**Task brief**
Only the lines from the top of the data through the one with "ScrollArea::vertical()" are to be written out, each exactly as it stands.

[Collected data]
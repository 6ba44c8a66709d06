//! Weekly reports panel.

use eframe::egui::{self, RichText, ScrollArea, Ui};
use egui_phosphor::regular::{ARROWS_CLOCKWISE, FILE_ARROW_DOWN};

use super::app::App;
use super::components::{colors, empty_state, panel_header, primary_button_with_icon, styled_button_with_icon};
use crate::export::ExportTable;
use crate::format::format_rate;
use crate::models::WeeklySummary;

/// Show the weekly reports panel.
pub fn show(app: &mut App, ui: &mut Ui) {
    panel_header(ui, "Weekly Reports", "Perfect attendance per week");

    ui.horizontal(|ui| {
        if primary_button_with_icon(ui, ARROWS_CLOCKWISE, "Load", !app.weekly.loading()).clicked() {
            app.load_weekly();
        }

        ui.add_space(10.0);

        if styled_button_with_icon(ui, FILE_ARROW_DOWN, "Export Weeks", !app.weekly.weeks.is_empty()).clicked() {
            app.export(ExportTable::weekly(&app.weekly.weeks));
        }

        ui.add_space(10.0);

        if styled_button_with_icon(ui, FILE_ARROW_DOWN, "Export Details", !app.weekly.details.is_empty()).clicked() {
            app.export(ExportTable::weekly_details(&app.weekly.details));
        }

        ui.add_space(20.0);
        ui.label(format!("Last {} weeks", app.weekly.weeks.len()));
    });

    ui.add_space(15.0);

    if let Some(week) = show_weeks_table(app, ui) {
        app.select_week(&week);
    }

    ui.add_space(15.0);
    ui.separator();
    ui.add_space(10.0);

    show_details_table(app, ui);
}

/// Returns the week the user picked, if any.
fn show_weeks_table(app: &App, ui: &mut Ui) -> Option<WeeklySummary> {
    if app.weekly.weeks.is_empty() {
        empty_state(ui, app.weekly.loading(), "No weekly summaries yet.");
        return None;
    }

    let mut picked = None;
    ScrollArea::vertical()
        .id_salt("weekly_scroll")
        .max_height(260.0)
        .show(ui, |ui| {
            egui::Grid::new("weekly_summary_grid")
                .num_columns(5)
                .striped(true)
                .min_col_width(90.0)
                .spacing([12.0, 8.0])
                .show(ui, |ui| {
                    ui.strong("Week");
                    ui.strong("Employees");
                    ui.strong("Perfect Attendance");
                    ui.strong("Rate");
                    ui.strong("");
                    ui.end_row();

                    for week in &app.weekly.weeks {
                        let selected = app.weekly.selected_week == Some(week.week_start);
                        let label = format!(
                            "{} - {}",
                            week.week_start.format("%Y-%m-%d"),
                            week.week_end.format("%Y-%m-%d")
                        );
                        if ui.selectable_label(selected, label).clicked() && !selected {
                            picked = Some(week.clone());
                        }
                        ui.label(week.total_employees.to_string());
                        ui.label(week.perfect_attendance_count.to_string());
                        ui.label(format_rate(week.perfect_attendance_rate));
                        if ui.small_button("Details").clicked() {
                            picked = Some(week.clone());
                        }
                        ui.end_row();
                    }
                });
        });

    picked
}

fn show_details_table(app: &App, ui: &mut Ui) {
    let Some(week) = app.weekly.selected() else {
        empty_state(ui, false, "Select a week to see per-employee attendance.");
        return;
    };

    ui.label(RichText::new(format!("Week of {}", week.week_start.format("%Y-%m-%d"))).strong());
    ui.add_space(6.0);

    if app.weekly.details.is_empty() {
        empty_state(ui, app.weekly.loading_details(), "No employee records for this week.");
        return;
    }

    ScrollArea::both().id_salt("weekly_details_scroll").show(ui, |ui| {
        egui::Grid::new("weekly_details_grid")
            .num_columns(9)
            .striped(true)
            .min_col_width(60.0)
            .spacing([12.0, 8.0])
            .show(ui, |ui| {
                ui.strong("Code");
                ui.strong("Name");
                ui.strong("Days");
                ui.strong("Present");
                ui.strong("Leave");
                ui.strong("Hours");
                ui.strong("On-time");
                ui.strong("Late");
                ui.strong("Attendance");
                ui.end_row();

                for summary in &app.weekly.details {
                    ui.label(&summary.emp_code);
                    ui.label(&summary.name);
                    ui.label(summary.total_days.to_string());
                    ui.label(summary.present_days.to_string());
                    ui.label(summary.leave_days.to_string());
                    ui.label(format!("{:.1}", summary.total_hours));
                    ui.label(summary.ontime_days.to_string());
                    ui.colored_label(
                        if summary.late_days > 0 { colors::ERROR } else { colors::NEUTRAL },
                        summary.late_days.to_string(),
                    );
                    ui.label(format_rate(summary.attendance_rate));
                    ui.end_row();
                }
            });
    });
}
//! Display formatting for dates, times and figures.

use chrono::{NaiveDate, NaiveTime};

/// Round half-up at the tenths place.
pub fn round_tenths(value: f64) -> f64 {
    // Small epsilon absorbs representation error, e.g. 0.15 * 10 = 1.4999999999999998
    (value * 10.0 + 0.5 + 1e-9).floor() / 10.0
}

/// `HH:MM`, or `-` when missing.
pub fn format_time(time: Option<NaiveTime>) -> String {
    time.map(|t| t.format("%H:%M").to_string())
        .unwrap_or_else(|| "-".to_string())
}

/// Hours with one decimal, or `-` when missing.
pub fn format_hours(hours: Option<f64>) -> String {
    hours
        .map(|h| format!("{:.1}", round_tenths(h)))
        .unwrap_or_else(|| "-".to_string())
}

/// Percentage with one decimal, e.g. `75.5%`.
pub fn format_rate(rate: f64) -> String {
    format!("{:.1}%", round_tenths(rate))
}

/// Long date for card headings, e.g. `Mon, 06 Jan 2025`.
pub fn format_long_date(date: NaiveDate) -> String {
    date.format("%a, %d %b %Y").to_string()
}

/// Parse date from multiple formats: "2000-1-1", "2000/1/1", "2000 1 1", "2000.1.1"
pub fn parse_flexible_date(input: &str) -> Option<NaiveDate> {
    let parts: Vec<&str> = input
        .trim()
        .split(['-', '/', ' ', '.'])
        .filter(|s| !s.is_empty())
        .collect();

    if parts.len() != 3 {
        return None;
    }

    let year: i32 = parts[0].parse().ok()?;
    let month: u32 = parts[1].parse().ok()?;
    let day: u32 = parts[2].parse().ok()?;

    NaiveDate::from_ymd_opt(year, month, day)
}

/// Parse a month as "2025-01" or "2025/1".
pub fn parse_month(input: &str) -> Option<(i32, u32)> {
    let parts: Vec<&str> = input
        .trim()
        .split(['-', '/', ' ', '.'])
        .filter(|s| !s.is_empty())
        .collect();

    if parts.len() != 2 {
        return None;
    }

    let year: i32 = parts[0].parse().ok()?;
    let month: u32 = parts[1].parse().ok()?;
    NaiveDate::from_ymd_opt(year, month, 1).map(|_| (year, month))
}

**Answer to this exercise**
repository 6ba44c8a66709d06
//! Weekly reports panel.

use eframe::egui::{self, RichText, ScrollArea, Ui};
use egui_phosphor::regular::{ARROWS_CLOCKWISE, FILE_ARROW_DOWN};

use super::app::App;
use super::components::{colors, empty_state, panel_header, primary_button_with_icon, styled_button_with_icon};
use crate::export::ExportTable;
use crate::format::format_rate;
use crate::models::WeeklySummary;

/// Show the weekly reports panel.
pub fn show(app: &mut App, ui: &mut Ui) {
    panel_header(ui, "Weekly Reports", "Perfect attendance per week");

    ui.horizontal(|ui| {
        if primary_button_with_icon(ui, ARROWS_CLOCKWISE, "Load", !app.weekly.loading()).clicked() {
            app.load_weekly();
        }

        ui.add_space(10.0);

        if styled_button_with_icon(ui, FILE_ARROW_DOWN, "Export Weeks", !app.weekly.weeks.is_empty()).clicked() {
            app.export(ExportTable::weekly(&app.weekly.weeks));
        }

        ui.add_space(10.0);

        if styled_button_with_icon(ui, FILE_ARROW_DOWN, "Export Details", !app.weekly.details.is_empty()).clicked() {
            app.export(ExportTable::weekly_details(&app.weekly.details));
        }

        ui.add_space(20.0);
        ui.label(format!("Last {} weeks", app.weekly.weeks.len()));
    });

    ui.add_space(15.0);

    if let Some(week) = show_weeks_table(app, ui) {
        app.select_week(&week);
    }

    ui.add_space(15.0);
    ui.separator();
    ui.add_space(10.0);

    show_details_table(app, ui);
}

/// Returns the week the user picked, if any.
fn show_weeks_table(app: &App, ui: &mut Ui) -> Option<WeeklySummary> {
    if app.weekly.weeks.is_empty() {
        empty_state(ui, app.weekly.loading(), "No weekly summaries yet.");
        return None;
    }

    let mut picked = None;
    ScrollArea::vertical()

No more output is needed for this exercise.